The order of parameter evaluation is not specified by the standard, so if your program behavior is relying on it it may be incorrect. But relying on it doesn't instantly make your whole program completely meaningless, nasal demons and all.
> Certain other aspects and operations of the abstract machine are described in this International Standard as unspecified (for example, order of evaluation of arguments to a function). Where possible, this International Standard defines a set of allowable behaviors. These define the nondeterministic aspects of the abstract machine.
> Certain other operations are described in this International Standard as undefined (for example, the effect of dereferencing the null pointer). [ Note: this International Standard imposes no requirements on the behavior of programs that contain undefined behavior. —end note ]
"Unspecified behavior" means something correct will happen, but you don't know what (in that case you can't rely on the execution order). "Undefined behavior" means something entirely incorrect may happen (crash or totally unexpected and bad behavior, so the term "nasal daemons" which means dragons coming out of your nose).
If it was undefined, then anything could happen (nasal demons), but that would be silly: you wouldn't be able to safely call functions with multiple side-effecting arguments at all.
Unspecified means that you can't rely on the order of evaluation. "Anything" may not happen; the compiler controls the sequencing.
Agreed. This code just looks weird to me. Throwing from a constructor? Holding the result of new() in a temporary? This is just asking for trouble.
Another favorite “criticism” I have of C++ goes along the lines of “but someone could overload operator+ to be division!” I have only seen that as a contrived critic’s example, or a joke.
That's an option, but now you're using a factory method instead of a constructor. It's a valid choice, particularly if you want to go for exception-free style - but GP's main point was that throwing from a constructor is not only not a footgun, it's actually the correct practice if you're writing RAII style.
Your program will still have as many possible memory states as if you had a bool m_isValid; in your type - as now you don't store a Foo but an optional<Foo>.
It's an improvement in terms of code reuse but not in semantic simplification basically.
Not if it's part of the state of your app ? E.g. a struct member. It also replaces an automated and enforced action by the compiler (exception being thrown) by a need for a manual check which feels very 1975
>Not if it's part of the state of your app ? E.g. a struct member.
I'm not sure what you mean. Here's an example with the output from std::optional being unwrapped and put in a struct member: https://godbolt.org/z/Ms4Kar18j
Also there's opt.value_or() which can use a default value in the case opt is nullopt.
>It also replaces an automated and enforced action by the compiler (exception being thrown) by a need for a manual check which feels very 1975
I think remram's goal was to avoid exceptions.
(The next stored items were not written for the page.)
//! Loading and saving the shortcut entry set.
//!
//! The whole set is stored as one JSON array in a single storage slot and is
//! always rewritten in full.

use crate::defaults;
use crate::error::StorageError;
use crate::storage::KeyValueStore;
use crate::types::ShortcutEntry;
use std::collections::HashSet;

/// Load the entry set stored under `key`.
///
/// Never fails: a missing slot, a read error, a value that does not decode as
/// an entry array, or an empty array all yield [`defaults::builtin_shortcuts`].
/// Entries repeating an earlier `id` are dropped so ids stay unique.
pub fn load_entries(store: &dyn KeyValueStore, key: &str) -> Vec<ShortcutEntry> {
    let raw = match store.get(key) {
        Ok(Some(raw)) => raw,
        Ok(None) => {
            log::info!("No stored shortcuts under '{}', using built-in set", key);
            return defaults::builtin_shortcuts();
        }
        Err(e) => {
            log::warn!("Failed to read shortcuts slot '{}': {}", key, e);
            return defaults::builtin_shortcuts();
        }
    };

    let entries: Vec<ShortcutEntry> = match serde_json::from_str(&raw) {
        Ok(entries) => entries,
        Err(e) => {
            log::warn!(
                "Stored shortcuts under '{}' are unreadable, using built-in set: {}",
                key,
                e
            );
            return defaults::builtin_shortcuts();
        }
    };

    if entries.is_empty() {
        log::info!("Stored shortcut set '{}' is empty, using built-in set", key);
        return defaults::builtin_shortcuts();
    }

    let mut seen = HashSet::new();
    let total = entries.len();
    let entries: Vec<ShortcutEntry> = entries
        .into_iter()
        .filter(|entry| seen.insert(entry.id.clone()))
        .collect();
    if entries.len() != total {
        log::warn!(
            "Dropped {} stored shortcut(s) with duplicate ids",
            total - entries.len()
        );
    }

    log::info!("Loaded {} shortcut(s) from '{}'", entries.len(), key);
    entries
}

/// Serialize `entries` and write them to the slot `key`.
pub fn save_entries(
    store: &dyn KeyValueStore,
    key: &str,
    entries: &[ShortcutEntry],
) -> Result<(), StorageError> {
    let json = serde_json::to_string(entries)?;
    store.set(key, &json)?;
    log::debug!("Saved {} shortcut(s) to '{}'", entries.len(), key);
    Ok(())
}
So this is a criticism of remram's goal rather than the method to achieve that goal.
Also, std::optional can integrate with exception-producing code because opt.value() throws an exception if opt is nullopt.
> I'm not sure what you mean. Here's an example with the output from std::optional being unwrapped and put in a struct member: https://godbolt.org/z/Ms4Kar18j
And now you have to do this for every type that have some amount of preconditions. I don't understand in which universe this is sane - more code == more bugs.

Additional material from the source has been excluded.